Saved entries:
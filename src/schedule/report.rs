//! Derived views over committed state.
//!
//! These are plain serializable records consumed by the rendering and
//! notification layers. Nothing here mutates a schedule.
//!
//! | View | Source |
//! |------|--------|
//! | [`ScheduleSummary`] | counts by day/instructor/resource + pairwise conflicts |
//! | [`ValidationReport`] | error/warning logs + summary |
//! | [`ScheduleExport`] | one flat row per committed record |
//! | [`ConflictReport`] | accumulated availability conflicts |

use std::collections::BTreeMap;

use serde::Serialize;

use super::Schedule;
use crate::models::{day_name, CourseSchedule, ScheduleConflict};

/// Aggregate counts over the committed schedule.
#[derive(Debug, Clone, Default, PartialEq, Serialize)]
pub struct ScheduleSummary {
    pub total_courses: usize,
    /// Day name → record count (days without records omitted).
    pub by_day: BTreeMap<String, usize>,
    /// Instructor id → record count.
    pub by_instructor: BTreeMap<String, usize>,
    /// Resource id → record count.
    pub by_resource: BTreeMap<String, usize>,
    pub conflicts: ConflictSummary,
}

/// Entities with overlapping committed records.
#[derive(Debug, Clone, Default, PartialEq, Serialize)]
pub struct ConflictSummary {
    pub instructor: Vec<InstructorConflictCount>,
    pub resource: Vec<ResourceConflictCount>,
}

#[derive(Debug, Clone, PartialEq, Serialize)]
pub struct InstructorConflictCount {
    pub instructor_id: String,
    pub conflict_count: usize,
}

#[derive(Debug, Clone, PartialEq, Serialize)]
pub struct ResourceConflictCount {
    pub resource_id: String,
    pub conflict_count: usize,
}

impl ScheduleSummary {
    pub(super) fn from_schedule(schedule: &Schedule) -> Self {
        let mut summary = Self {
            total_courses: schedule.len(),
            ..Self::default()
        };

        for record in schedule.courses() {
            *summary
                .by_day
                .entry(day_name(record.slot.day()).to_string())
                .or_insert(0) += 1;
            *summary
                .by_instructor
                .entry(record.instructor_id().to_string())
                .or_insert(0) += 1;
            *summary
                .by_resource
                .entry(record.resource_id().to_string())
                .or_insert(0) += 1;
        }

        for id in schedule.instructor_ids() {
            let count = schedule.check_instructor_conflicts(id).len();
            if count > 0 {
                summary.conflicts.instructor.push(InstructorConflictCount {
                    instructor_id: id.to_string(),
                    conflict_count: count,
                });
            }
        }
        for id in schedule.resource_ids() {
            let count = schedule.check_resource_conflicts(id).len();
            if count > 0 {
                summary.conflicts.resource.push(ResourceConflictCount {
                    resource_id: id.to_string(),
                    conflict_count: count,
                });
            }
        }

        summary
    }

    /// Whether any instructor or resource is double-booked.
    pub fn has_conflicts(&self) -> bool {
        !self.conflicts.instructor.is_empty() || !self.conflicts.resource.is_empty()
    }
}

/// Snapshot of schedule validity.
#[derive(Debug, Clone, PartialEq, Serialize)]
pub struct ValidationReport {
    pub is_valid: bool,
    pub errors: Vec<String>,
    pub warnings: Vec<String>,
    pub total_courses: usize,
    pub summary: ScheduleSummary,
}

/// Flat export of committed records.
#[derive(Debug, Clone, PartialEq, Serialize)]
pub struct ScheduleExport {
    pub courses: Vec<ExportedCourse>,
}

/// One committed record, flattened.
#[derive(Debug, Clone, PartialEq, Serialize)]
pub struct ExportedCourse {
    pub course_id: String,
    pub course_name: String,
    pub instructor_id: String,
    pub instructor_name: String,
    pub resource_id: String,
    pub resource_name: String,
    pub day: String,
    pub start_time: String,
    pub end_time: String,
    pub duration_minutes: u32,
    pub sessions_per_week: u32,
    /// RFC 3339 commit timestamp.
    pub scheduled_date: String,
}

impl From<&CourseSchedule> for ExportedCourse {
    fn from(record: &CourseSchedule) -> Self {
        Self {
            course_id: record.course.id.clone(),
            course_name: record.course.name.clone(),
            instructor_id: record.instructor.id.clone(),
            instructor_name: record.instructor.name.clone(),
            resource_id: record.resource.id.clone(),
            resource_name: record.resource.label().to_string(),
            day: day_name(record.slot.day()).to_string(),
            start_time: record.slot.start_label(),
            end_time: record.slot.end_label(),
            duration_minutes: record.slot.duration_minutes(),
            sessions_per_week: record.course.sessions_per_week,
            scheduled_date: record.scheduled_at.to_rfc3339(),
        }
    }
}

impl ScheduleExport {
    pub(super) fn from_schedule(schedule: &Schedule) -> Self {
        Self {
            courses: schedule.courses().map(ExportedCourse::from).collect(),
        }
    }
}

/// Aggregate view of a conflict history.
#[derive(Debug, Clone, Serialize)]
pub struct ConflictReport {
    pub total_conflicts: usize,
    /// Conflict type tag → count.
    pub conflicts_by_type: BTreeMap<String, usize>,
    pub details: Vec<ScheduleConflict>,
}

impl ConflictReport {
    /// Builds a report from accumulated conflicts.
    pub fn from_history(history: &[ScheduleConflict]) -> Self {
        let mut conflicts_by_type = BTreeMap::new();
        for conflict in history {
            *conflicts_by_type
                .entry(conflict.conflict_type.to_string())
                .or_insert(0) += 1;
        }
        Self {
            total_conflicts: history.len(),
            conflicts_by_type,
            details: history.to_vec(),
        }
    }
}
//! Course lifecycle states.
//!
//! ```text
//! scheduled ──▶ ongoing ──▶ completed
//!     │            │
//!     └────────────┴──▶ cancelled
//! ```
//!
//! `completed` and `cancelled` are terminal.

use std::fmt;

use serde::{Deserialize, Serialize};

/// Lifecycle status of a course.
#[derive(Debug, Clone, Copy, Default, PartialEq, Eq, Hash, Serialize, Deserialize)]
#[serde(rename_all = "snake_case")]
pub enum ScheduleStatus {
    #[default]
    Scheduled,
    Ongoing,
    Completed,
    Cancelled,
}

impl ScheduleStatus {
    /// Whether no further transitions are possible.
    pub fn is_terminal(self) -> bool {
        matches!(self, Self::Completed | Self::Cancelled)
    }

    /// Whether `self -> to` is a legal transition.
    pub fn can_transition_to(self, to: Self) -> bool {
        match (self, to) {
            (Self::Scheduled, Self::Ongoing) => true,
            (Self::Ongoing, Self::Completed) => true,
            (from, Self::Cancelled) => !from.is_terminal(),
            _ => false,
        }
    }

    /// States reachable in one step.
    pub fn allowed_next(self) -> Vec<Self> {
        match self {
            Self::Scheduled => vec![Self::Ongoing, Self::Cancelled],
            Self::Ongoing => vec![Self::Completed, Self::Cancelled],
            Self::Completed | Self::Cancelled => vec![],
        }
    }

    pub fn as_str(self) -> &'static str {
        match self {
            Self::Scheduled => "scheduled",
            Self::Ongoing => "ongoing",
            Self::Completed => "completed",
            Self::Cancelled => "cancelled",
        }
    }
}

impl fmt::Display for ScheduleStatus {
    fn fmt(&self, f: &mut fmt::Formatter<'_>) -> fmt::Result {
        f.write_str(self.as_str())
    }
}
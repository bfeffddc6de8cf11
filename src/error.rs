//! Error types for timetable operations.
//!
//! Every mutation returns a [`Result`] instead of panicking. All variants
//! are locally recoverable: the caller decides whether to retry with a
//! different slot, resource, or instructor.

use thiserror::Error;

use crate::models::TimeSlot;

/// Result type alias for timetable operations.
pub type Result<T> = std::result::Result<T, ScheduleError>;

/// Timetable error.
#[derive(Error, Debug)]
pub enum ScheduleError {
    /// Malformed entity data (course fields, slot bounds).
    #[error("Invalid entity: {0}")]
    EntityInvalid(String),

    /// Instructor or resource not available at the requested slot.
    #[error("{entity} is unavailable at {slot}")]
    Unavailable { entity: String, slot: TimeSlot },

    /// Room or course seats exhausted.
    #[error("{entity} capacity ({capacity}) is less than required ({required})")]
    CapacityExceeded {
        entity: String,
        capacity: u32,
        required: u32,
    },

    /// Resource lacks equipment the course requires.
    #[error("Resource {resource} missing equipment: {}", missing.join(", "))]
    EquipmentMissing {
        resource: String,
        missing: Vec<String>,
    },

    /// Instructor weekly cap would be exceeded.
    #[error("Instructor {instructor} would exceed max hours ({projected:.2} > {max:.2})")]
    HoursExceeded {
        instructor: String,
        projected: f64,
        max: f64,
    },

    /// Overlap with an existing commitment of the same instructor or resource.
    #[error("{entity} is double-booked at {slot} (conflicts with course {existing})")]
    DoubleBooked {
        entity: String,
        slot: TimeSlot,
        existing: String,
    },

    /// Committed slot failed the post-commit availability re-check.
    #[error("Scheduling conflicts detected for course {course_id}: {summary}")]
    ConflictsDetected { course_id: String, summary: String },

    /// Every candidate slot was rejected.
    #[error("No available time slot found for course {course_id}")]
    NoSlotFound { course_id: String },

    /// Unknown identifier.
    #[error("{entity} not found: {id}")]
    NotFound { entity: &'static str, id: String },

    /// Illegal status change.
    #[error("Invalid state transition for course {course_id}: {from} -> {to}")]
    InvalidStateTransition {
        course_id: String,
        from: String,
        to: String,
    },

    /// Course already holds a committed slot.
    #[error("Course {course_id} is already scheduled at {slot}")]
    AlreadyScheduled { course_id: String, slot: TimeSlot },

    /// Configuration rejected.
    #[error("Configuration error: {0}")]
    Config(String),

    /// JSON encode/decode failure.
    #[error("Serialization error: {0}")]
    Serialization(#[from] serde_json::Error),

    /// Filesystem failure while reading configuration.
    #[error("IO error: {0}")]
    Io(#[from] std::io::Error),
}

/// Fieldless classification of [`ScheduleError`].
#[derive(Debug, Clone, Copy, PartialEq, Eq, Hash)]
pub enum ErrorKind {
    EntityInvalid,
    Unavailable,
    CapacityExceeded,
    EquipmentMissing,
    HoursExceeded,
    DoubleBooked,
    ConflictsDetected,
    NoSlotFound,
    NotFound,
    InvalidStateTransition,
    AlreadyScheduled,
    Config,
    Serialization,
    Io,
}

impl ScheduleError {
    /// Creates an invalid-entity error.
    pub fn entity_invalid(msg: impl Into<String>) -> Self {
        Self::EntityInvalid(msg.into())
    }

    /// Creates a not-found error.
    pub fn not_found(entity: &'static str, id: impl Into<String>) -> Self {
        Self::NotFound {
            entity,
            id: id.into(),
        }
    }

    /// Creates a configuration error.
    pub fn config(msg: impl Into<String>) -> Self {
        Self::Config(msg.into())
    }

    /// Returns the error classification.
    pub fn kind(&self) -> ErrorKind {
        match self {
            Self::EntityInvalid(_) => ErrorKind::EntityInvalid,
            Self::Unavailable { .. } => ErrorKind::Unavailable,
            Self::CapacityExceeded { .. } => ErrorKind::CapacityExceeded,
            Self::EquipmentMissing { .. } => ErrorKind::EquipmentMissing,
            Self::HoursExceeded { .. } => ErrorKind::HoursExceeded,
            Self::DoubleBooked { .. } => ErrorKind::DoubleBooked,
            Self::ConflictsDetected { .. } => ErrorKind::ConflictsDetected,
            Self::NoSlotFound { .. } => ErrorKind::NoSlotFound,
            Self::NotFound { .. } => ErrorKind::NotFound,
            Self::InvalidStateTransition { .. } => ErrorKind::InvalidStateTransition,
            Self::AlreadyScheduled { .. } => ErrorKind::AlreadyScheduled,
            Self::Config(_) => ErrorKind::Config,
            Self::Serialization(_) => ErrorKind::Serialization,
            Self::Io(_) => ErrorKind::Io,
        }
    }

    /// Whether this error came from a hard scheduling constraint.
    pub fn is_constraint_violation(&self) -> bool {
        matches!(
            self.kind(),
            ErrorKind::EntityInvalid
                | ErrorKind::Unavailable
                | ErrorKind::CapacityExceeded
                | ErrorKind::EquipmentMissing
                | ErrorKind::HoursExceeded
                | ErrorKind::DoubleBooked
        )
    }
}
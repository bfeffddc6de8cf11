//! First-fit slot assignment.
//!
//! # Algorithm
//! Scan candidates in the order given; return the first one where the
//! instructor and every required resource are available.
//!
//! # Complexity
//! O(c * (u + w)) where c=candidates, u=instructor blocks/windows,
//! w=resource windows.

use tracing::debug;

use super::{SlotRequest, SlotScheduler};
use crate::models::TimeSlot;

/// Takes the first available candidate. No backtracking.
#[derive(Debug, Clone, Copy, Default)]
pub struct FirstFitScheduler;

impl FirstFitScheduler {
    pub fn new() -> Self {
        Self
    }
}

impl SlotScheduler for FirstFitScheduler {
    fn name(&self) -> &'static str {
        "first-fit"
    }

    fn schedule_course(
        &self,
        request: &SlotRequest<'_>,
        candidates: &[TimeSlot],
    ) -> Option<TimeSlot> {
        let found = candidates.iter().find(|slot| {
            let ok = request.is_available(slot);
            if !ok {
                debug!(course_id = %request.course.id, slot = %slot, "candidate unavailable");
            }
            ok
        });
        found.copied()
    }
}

§ **Work required**
The lines to copy are those above that contain the string "TimeSlot".

§ **Solution**
use crate::models::TimeSlot;
    Unavailable { entity: String, slot: TimeSlot },
        slot: TimeSlot,
    AlreadyScheduled { course_id: String, slot: TimeSlot },
use crate::models::TimeSlot;
        candidates: &[TimeSlot],
    ) -> Option<TimeSlot> {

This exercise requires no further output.